Indexing strategy very long text strings

  • Hey guys,  Just looking to see if anyone has any bright ideas how to solve this problem.

    Background

    I have been handed down a project to report on files that have gone 'missing'.. Ignoring the fact that are using the wrong tools for the job...

    I have a process which effectively writes the resutlts of a DIR/LS command to the database each night.  I am retaining 4 months worth of data as this table currently supports another report.   The table contains they following fields:

    Full Directory Path, FileName, Last Write Date, File Size, Snapshot date.

    With 4 months worth of data, some files are in the table up to 120 times with the only difference being the snapshot date (but sometimes the path will also change).  The table contains approx 36M records.

    I am busy breaking it down into 3rd Normal Form:

    Table of distinct file names

    Table of distinct directory Paths

    Table of distinct Path and File name combinations

    Table of distinct Directory Path Fragments and a table of DirectoryPatIDs to Fragments map (using Ds8K to build both the unique fragment parts and the map): Part of what I need to do is 'permit' movement of files withing directory hierarchy.
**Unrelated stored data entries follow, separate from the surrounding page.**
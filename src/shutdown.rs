//! Graceful teardown of transport resources.

use std::time::Duration;

use futures::future::BoxFuture;

use crate::completion::Completion;
use crate::error::ShutdownError;

/// The eventual outcome of [`TcpClient::close`](crate::TcpClient::close).
pub type ShutdownFuture = Completion<Result<(), ShutdownError>>;

/// Drives transport teardown and the post-teardown grace wait.
///
/// The caller is expected to have disarmed reconnection before starting the
/// coordinator, so no retry can race with teardown. The returned completion
/// never resolves `Ok` before the transport's shutdown signal has resolved
/// and the grace window has elapsed; some transport runtimes release worker
/// resources asynchronously after acknowledging shutdown, and the grace
/// window covers that lag.
pub(crate) struct ShutdownCoordinator {
    grace: Duration,
}

impl ShutdownCoordinator {
    pub(crate) fn new(grace: Duration) -> Self {
        Self { grace }
    }

    pub(crate) fn begin(&self, teardown: BoxFuture<'static, ()>) -> ShutdownFuture {
        let completion = ShutdownFuture::new();
        let grace = self.grace;
        let done = completion.clone();
        // If the task is cancelled mid-wait (or dropped unpolled during
        // runtime teardown), the guard surfaces the interruption instead of
        // leaving waiters hanging. Constructed outside the task body so it
        // exists from the moment the task does.
        let guard = InterruptGuard(done.clone());
        tokio::spawn(async move {
            let _guard = guard;
            teardown.await;
            tokio::time::sleep(grace).await;
            done.fulfill(Ok(()));
        });
        completion
    }
}

struct InterruptGuard(ShutdownFuture);

impl Drop for InterruptGuard {
    fn drop(&mut self) {
        // No-op when teardown already fulfilled the completion.
        self.0.fulfill(Err(ShutdownError::Interrupted));
    }
}
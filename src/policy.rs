//! Reconnection policies deciding whether, when, and where to retry.

use std::net::SocketAddr;
use std::sync::Arc;
use std::time::Duration;

use crate::backoff::{
    ExponentialBackoff, ExponentialRandomBackoff, FixedInterval, IntervalFunction,
};

/// The outcome of consulting a [`ReconnectPolicy`] after a failed attempt.
///
/// Produced fresh for every failure and never persisted.
#[derive(Debug, Clone, PartialEq, Eq)]
pub enum ReconnectDecision {
    /// Try again at `address` after waiting `delay`.
    ///
    /// Returning a different address redirects the client: the tracked
    /// connect target is replaced before the retry timer is scheduled.
    Retry {
        /// The address for the next attempt.
        address: SocketAddr,
        /// How long to wait before the next attempt.
        delay: Duration,
    },
    /// Stop retrying and surface the failure.
    GiveUp,
}

/// Pluggable strategy consulted exactly once per failed connection attempt.
///
/// `attempt` is pre-incremented and 1-based: the first failure of a streak
/// is attempt 1. The counter resets after a successful connection, so a
/// later disconnect starts a fresh streak at 1.
pub trait ReconnectPolicy: Send + Sync {
    /// Decides whether to retry after the given failed attempt.
    fn decide(&self, address: SocketAddr, attempt: u32) -> ReconnectDecision;

    /// Called after a successful reconnection that follows an earlier
    /// successful cycle. The default does nothing.
    fn reconnected(&self) {}
}

/// A [`ReconnectPolicy`] that retries at the original address using a
/// backoff strategy, with an optional attempt limit.
pub struct BackoffPolicy {
    interval: Arc<dyn IntervalFunction>,
    max_attempts: Option<u32>,
}

impl BackoffPolicy {
    /// Creates a policy from any backoff strategy, with unlimited attempts.
    pub fn new<I>(interval: I) -> Self
    where
        I: IntervalFunction + 'static,
    {
        Self {
            interval: Arc::new(interval),
            max_attempts: None,
        }
    }

    /// Creates a fixed-delay policy.
    pub fn fixed(delay: Duration) -> Self {
        Self::new(FixedInterval::new(delay))
    }

    /// Creates an exponential backoff policy capped at `max_delay`.
    pub fn exponential(initial_delay: Duration, max_delay: Duration) -> Self {
        Self::new(ExponentialBackoff::new(initial_delay).max_delay(max_delay))
    }

    /// Creates an exponential backoff policy with jitter, capped at
    /// `max_delay`.
    pub fn exponential_random(
        initial_delay: Duration,
        max_delay: Duration,
        randomization_factor: f64,
    ) -> Self {
        Self::new(
            ExponentialRandomBackoff::new(initial_delay, randomization_factor)
                .max_delay(max_delay),
        )
    }

    /// Limits the number of attempts before giving up.
    pub fn max_attempts(mut self, max_attempts: u32) -> Self {
        self.max_attempts = Some(max_attempts);
        self
    }

    /// Removes any attempt limit.
    pub fn unlimited_attempts(mut self) -> Self {
        self.max_attempts = None;
        self
    }
}

impl ReconnectPolicy for BackoffPolicy {
    fn decide(&self, address: SocketAddr, attempt: u32) -> ReconnectDecision {
        match self.max_attempts {
            Some(max) if attempt > max => ReconnectDecision::GiveUp,
            _ => ReconnectDecision::Retry {
                address,
                delay: self.interval.next_delay(attempt),
            },
        }
    }
}

impl std::fmt::Debug for BackoffPolicy {
    fn fmt(&self, f: &mut std::fmt::Formatter<'_>) -> std::fmt::Result {
        f.debug_struct("BackoffPolicy")
            .field("max_attempts", &self.max_attempts)
            .finish()
    }
}

/// Function-based policy for custom decision logic, including redirecting
/// retries to a different address.
pub struct FnPolicy<F> {
    f: F,
}

impl<F> FnPolicy<F>
where
    F: Fn(SocketAddr, u32) -> ReconnectDecision + Send + Sync,
{
    /// Creates a policy from a closure.
    pub fn new(f: F) -> Self {
        Self { f }
    }
}

impl<F> ReconnectPolicy for FnPolicy<F>
where
    F: Fn(SocketAddr, u32) -> ReconnectDecision + Send + Sync,
{
    fn decide(&self, address: SocketAddr, attempt: u32) -> ReconnectDecision {
        (self.f)(address, attempt)
    }
}
//! Lifecycle events for observability.
//!
//! Listeners are injected through [`ClientConfig`](crate::ClientConfig)
//! rather than looked up ambiently, so the core stays testable without any
//! logging framework. The optional `tracing` and `metrics` features layer
//! structured logging and counters on top of the same notification points.

use std::net::SocketAddr;
use std::sync::Arc;
use std::time::{Duration, Instant};

/// Events emitted by the client lifecycle.
#[derive(Debug, Clone)]
pub enum ClientEvent {
    /// A connection attempt succeeded.
    Connected {
        /// The address that was connected.
        address: SocketAddr,
        /// When the connection was established.
        timestamp: Instant,
    },
    /// A live connection closed, for any reason.
    ConnectionClosed {
        /// The address the connection was bound to.
        address: SocketAddr,
        /// When the close was observed.
        timestamp: Instant,
    },
    /// The policy scheduled a retry.
    RetryScheduled {
        /// The address the next attempt will target.
        address: SocketAddr,
        /// 1-based attempt number of the failure that triggered the retry.
        attempt: u32,
        /// Delay before the next attempt.
        delay: Duration,
        /// When the retry was scheduled.
        timestamp: Instant,
    },
    /// The policy gave up; reported exactly once per exhaustion.
    ReconnectExhausted {
        /// The address of the final failed attempt.
        address: SocketAddr,
        /// Number of failed attempts in the streak.
        attempts: u32,
        /// When exhaustion was decided.
        timestamp: Instant,
    },
    /// A reconnection succeeded after an earlier successful cycle.
    Reconnected {
        /// The address of the new connection.
        address: SocketAddr,
        /// When the reconnection completed.
        timestamp: Instant,
    },
}

impl ClientEvent {
    /// Returns a short tag for the event kind.
    pub fn event_type(&self) -> &'static str {
        match self {
            ClientEvent::Connected { .. } => "Connected",
            ClientEvent::ConnectionClosed { .. } => "ConnectionClosed",
            ClientEvent::RetryScheduled { .. } => "RetryScheduled",
            ClientEvent::ReconnectExhausted { .. } => "ReconnectExhausted",
            ClientEvent::Reconnected { .. } => "Reconnected",
        }
    }

    /// Returns when the event occurred.
    pub fn timestamp(&self) -> Instant {
        match self {
            ClientEvent::Connected { timestamp, .. }
            | ClientEvent::ConnectionClosed { timestamp, .. }
            | ClientEvent::RetryScheduled { timestamp, .. }
            | ClientEvent::ReconnectExhausted { timestamp, .. }
            | ClientEvent::Reconnected { timestamp, .. } => *timestamp,
        }
    }

    /// Returns the address the event refers to.
    pub fn address(&self) -> SocketAddr {
        match self {
            ClientEvent::Connected { address, .. }
            | ClientEvent::ConnectionClosed { address, .. }
            | ClientEvent::RetryScheduled { address, .. }
            | ClientEvent::ReconnectExhausted { address, .. }
            | ClientEvent::Reconnected { address, .. } => *address,
        }
    }
}

/// Trait for listening to client lifecycle events.
pub trait EventListener: Send + Sync {
    /// Called when an event occurs.
    fn on_event(&self, event: &ClientEvent);
}

/// A simple function-based event listener.
pub struct FnListener<F>
where
    F: Fn(&ClientEvent) + Send + Sync,
{
    f: F,
}

impl<F> FnListener<F>
where
    F: Fn(&ClientEvent) + Send + Sync,
{
    /// Creates a listener from a closure.
    pub fn new(f: F) -> Self {
        Self { f }
    }
}

impl<F> EventListener for FnListener<F>
where
    F: Fn(&ClientEvent) + Send + Sync,
{
    fn on_event(&self, event: &ClientEvent) {
        (self.f)(event)
    }
}

/// A collection of event listeners.
#[derive(Clone, Default)]
pub struct EventListeners {
    listeners: Vec<Arc<dyn EventListener>>,
}

impl EventListeners {
    /// Creates an empty collection.
    pub fn new() -> Self {
        Self {
            listeners: Vec::new(),
        }
    }

    /// Adds a listener.
    pub fn add<L>(&mut self, listener: L)
    where
        L: EventListener + 'static,
    {
        self.listeners.push(Arc::new(listener));
    }

    /// Emits an event to all registered listeners.
    ///
    /// A panicking listener is isolated so the remaining listeners still
    /// receive the event.
    pub fn emit(&self, event: &ClientEvent) {
        for listener in &self.listeners {
            let _ = std::panic::catch_unwind(std::panic::AssertUnwindSafe(|| {
                listener.on_event(event);
            }));
        }
    }

    /// Returns `true` if no listeners are registered.
    pub fn is_empty(&self) -> bool {
        self.listeners.is_empty()
    }

    /// Returns the number of registered listeners.
    pub fn len(&self) -> usize {
        self.listeners.len()
    }
}

impl std::fmt::Debug for EventListeners {
    fn fmt(&self, f: &mut std::fmt::Formatter<'_>) -> std::fmt::Result {
        f.debug_struct("EventListeners")
            .field("len", &self.len())
            .finish()
    }
}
    Table of Directly History which takes the DirectoryIndex (FilenameID, PathID) and writes away the Last update date and size of file.

    I build the data in these tables incrementally every night as I can limit the logic to looking at a specific snapshot date, however validation that the  Directly History is complete is painful and takes over 20 Minutes:

    SELECT
    IDX.ID
    ,DT.DateOfExtract
    ,DT.LastWriteDate
    ,DT.SizeOfFile
    FROM
    DocumentTree AS DT WITH (NOLOCK)
    JOIN
    DEV.DirectoryPath AS DP ON DP.FullPath = DT.FullPath
    JOIN
    DEV.DirectoryNameOfFile AS NOF ON NOF.NameOfFile = DT.NameOfFile
    JOIN
    DEV.DirectoryIndex AS IDX ON IDX.DirectoryPath_ID = DP.ID
    AND IDX.DirectoryNameOfFile_ID = NOF.ID
    LEFT JOIN
    DEV.DirectoryHistory AS HIST ON HIST.DirectoryIndex_ID = IDX.ID
    AND HIST.DateofExtract = DT.DateOfExtract
    WHERE
    HIST.ID IS NULL

    I already have an index on the DocumentTree for FullPath and Filename and another on DateOfExtrct that has all of the other fields in  the cover.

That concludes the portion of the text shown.